• [EXERCISE GOAL]
Having read the data, transcribe all of it without deviation.

• [Saved entries]
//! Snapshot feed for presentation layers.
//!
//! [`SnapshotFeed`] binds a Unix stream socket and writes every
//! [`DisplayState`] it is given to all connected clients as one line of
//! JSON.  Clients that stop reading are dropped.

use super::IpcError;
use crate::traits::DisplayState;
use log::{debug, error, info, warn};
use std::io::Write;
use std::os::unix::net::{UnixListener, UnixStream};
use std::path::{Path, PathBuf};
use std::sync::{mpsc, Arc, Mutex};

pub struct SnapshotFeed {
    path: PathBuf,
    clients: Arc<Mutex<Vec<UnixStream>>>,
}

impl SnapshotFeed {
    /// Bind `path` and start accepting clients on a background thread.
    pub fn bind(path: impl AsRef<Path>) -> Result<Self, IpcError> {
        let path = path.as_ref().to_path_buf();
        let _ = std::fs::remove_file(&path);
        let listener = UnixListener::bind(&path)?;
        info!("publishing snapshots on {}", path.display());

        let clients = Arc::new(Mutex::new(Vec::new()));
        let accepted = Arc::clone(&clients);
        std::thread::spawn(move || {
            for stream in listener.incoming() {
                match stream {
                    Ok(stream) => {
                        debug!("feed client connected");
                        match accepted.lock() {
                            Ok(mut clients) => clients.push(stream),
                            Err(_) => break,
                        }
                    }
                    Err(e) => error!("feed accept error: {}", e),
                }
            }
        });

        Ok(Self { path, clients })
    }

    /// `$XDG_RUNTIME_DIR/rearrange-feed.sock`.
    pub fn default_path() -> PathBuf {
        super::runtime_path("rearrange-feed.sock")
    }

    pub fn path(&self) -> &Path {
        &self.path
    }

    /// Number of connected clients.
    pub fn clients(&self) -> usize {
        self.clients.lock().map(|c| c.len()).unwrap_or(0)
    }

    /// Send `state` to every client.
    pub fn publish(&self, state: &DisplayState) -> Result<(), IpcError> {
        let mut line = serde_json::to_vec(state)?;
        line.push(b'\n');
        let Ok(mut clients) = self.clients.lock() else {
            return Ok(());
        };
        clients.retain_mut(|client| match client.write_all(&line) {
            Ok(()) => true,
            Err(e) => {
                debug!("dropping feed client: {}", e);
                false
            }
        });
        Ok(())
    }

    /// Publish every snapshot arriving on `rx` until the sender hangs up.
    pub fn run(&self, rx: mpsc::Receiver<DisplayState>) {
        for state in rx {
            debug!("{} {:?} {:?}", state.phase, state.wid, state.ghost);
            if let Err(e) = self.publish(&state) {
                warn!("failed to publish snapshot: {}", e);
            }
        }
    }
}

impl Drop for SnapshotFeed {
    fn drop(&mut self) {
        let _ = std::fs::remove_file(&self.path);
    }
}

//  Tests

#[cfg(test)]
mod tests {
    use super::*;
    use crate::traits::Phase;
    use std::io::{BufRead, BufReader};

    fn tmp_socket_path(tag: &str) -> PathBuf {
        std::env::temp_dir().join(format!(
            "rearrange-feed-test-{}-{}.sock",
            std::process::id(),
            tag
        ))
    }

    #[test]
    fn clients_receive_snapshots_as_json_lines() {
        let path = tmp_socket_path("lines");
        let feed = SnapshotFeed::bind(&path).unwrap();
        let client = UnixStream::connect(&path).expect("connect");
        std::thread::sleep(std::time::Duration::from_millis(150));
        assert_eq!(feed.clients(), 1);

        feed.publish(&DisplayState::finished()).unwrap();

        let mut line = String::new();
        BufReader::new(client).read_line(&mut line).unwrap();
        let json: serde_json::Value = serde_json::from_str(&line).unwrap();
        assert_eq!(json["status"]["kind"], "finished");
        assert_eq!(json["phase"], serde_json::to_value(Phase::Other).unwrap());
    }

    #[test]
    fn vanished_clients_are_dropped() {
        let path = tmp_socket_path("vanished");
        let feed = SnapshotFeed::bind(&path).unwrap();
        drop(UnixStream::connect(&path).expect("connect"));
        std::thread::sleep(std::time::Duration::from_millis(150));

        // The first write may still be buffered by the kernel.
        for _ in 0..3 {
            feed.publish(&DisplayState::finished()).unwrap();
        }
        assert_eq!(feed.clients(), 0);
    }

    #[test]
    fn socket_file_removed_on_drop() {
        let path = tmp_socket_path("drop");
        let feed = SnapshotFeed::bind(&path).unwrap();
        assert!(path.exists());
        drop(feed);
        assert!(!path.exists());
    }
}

• [EXPECTED OUTPUT]
//! Snapshot feed for presentation layers.
//!
//! [`SnapshotFeed`] binds a Unix stream socket and writes every
//! [`DisplayState`] it is given to all connected clients as one line of
//! JSON.  Clients that stop reading are dropped.

use super::IpcError;
use crate::traits::DisplayState;
use log::{debug, error, info, warn};
use std::io::Write;
use std::os::unix::net::{UnixListener, UnixStream};
use std::path::{Path, PathBuf};
use std::sync::{mpsc, Arc, Mutex};

pub struct SnapshotFeed {
    path: PathBuf,
    clients: Arc<Mutex<Vec<UnixStream>>>,
}

impl SnapshotFeed {
    /// Bind `path` and start accepting clients on a background thread.
    pub fn bind(path: impl AsRef<Path>) -> Result<Self, IpcError> {
        let path = path.as_ref().to_path_buf();
        let _ = std::fs::remove_file(&path);
        let listener = UnixListener::bind(&path)?;
        info!("publishing snapshots on {}", path.display());

        let clients = Arc::new(Mutex::new(Vec::new()));
        let accepted = Arc::clone(&clients);
        std::thread::spawn(move || {
            for stream in listener.incoming() {
                match stream {
                    Ok(stream) => {
                        debug!("feed client connected");
                        match accepted.lock() {
                            Ok(mut clients) => clients.push(stream),
                            Err(_) => break,
                        }
                    }
                    Err(e) => error!("feed accept error: {}", e),
                }
            }
        });

        Ok(Self { path, clients })
    }

    /// `$XDG_RUNTIME_DIR/rearrange-feed.sock`.
    pub fn default_path() -> PathBuf {
        super::runtime_path("rearrange-feed.sock")
    }

    pub fn path(&self) -> &Path {
        &self.path
    }

    /// Number of connected clients.
    pub fn clients(&self) -> usize {
        self.clients.lock().map(|c| c.len()).unwrap_or(0)
    }

    /// Send `state` to every client.
    pub fn publish(&self, state: &DisplayState) -> Result<(), IpcError> {
        let mut line = serde_json::to_vec(state)?;
        line.push(b'\n');
        let Ok(mut clients) = self.clients.lock() else {
            return Ok(());
        };
        clients.retain_mut(|client| match client.write_all(&line) {
            Ok(()) => true,
            Err(e) => {
                debug!("dropping feed client: {}", e);
                false
            }
        });
        Ok(())
    }

    /// Publish every snapshot arriving on `rx` until the sender hangs up.
    pub fn run(&self, rx: mpsc::Receiver<DisplayState>) {
        for state in rx {
            debug!("{} {:?} {:?}", state.phase, state.wid, state.ghost);
            if let Err(e) = self.publish(&state) {
                warn!("failed to publish snapshot: {}", e);
            }
        }
    }
}

impl Drop for SnapshotFeed {
    fn drop(&mut self) {
        let _ = std::fs::remove_file(&self.path);
    }
}

//  Tests

#[cfg(test)]
mod tests {
    use super::*;
    use crate::traits::Phase;
    use std::io::{BufRead, BufReader};

    fn tmp_socket_path(tag: &str) -> PathBuf {
        std::env::temp_dir().join(format!(
            "rearrange-feed-test-{}-{}.sock",
            std::process::id(),
            tag
        ))
    }

    #[test]
    fn clients_receive_snapshots_as_json_lines() {
        let path = tmp_socket_path("lines");
        let feed = SnapshotFeed::bind(&path).unwrap();
        let client = UnixStream::connect(&path).expect("connect");
        std::thread::sleep(std::time::Duration::from_millis(150));
        assert_eq!(feed.clients(), 1);

        feed.publish(&DisplayState::finished()).unwrap();

        let mut line = String::new();
        BufReader::new(client).read_line(&mut line).unwrap();
        let json: serde_json::Value = serde_json::from_str(&line).unwrap();
        assert_eq!(json["status"]["kind"], "finished");
        assert_eq!(json["phase"], serde_json::to_value(Phase::Other).unwrap());
    }

    #[test]
    fn vanished_clients_are_dropped() {
        let path = tmp_socket_path("vanished");
        let feed = SnapshotFeed::bind(&path).unwrap();
        drop(UnixStream::connect(&path).expect("connect"));
        std::thread::sleep(std::time::Duration::from_millis(150));

        // The first write may still be buffered by the kernel.
        for _ in 0..3 {
            feed.publish(&DisplayState::finished()).unwrap();
        }
        assert_eq!(feed.clients(), 0);
    }

    #[test]
    fn socket_file_removed_on_drop() {
        let path = tmp_socket_path("drop");
        let feed = SnapshotFeed::bind(&path).unwrap();
        assert!(path.exists());
        drop(feed);
        assert!(!path.exists());
    }
}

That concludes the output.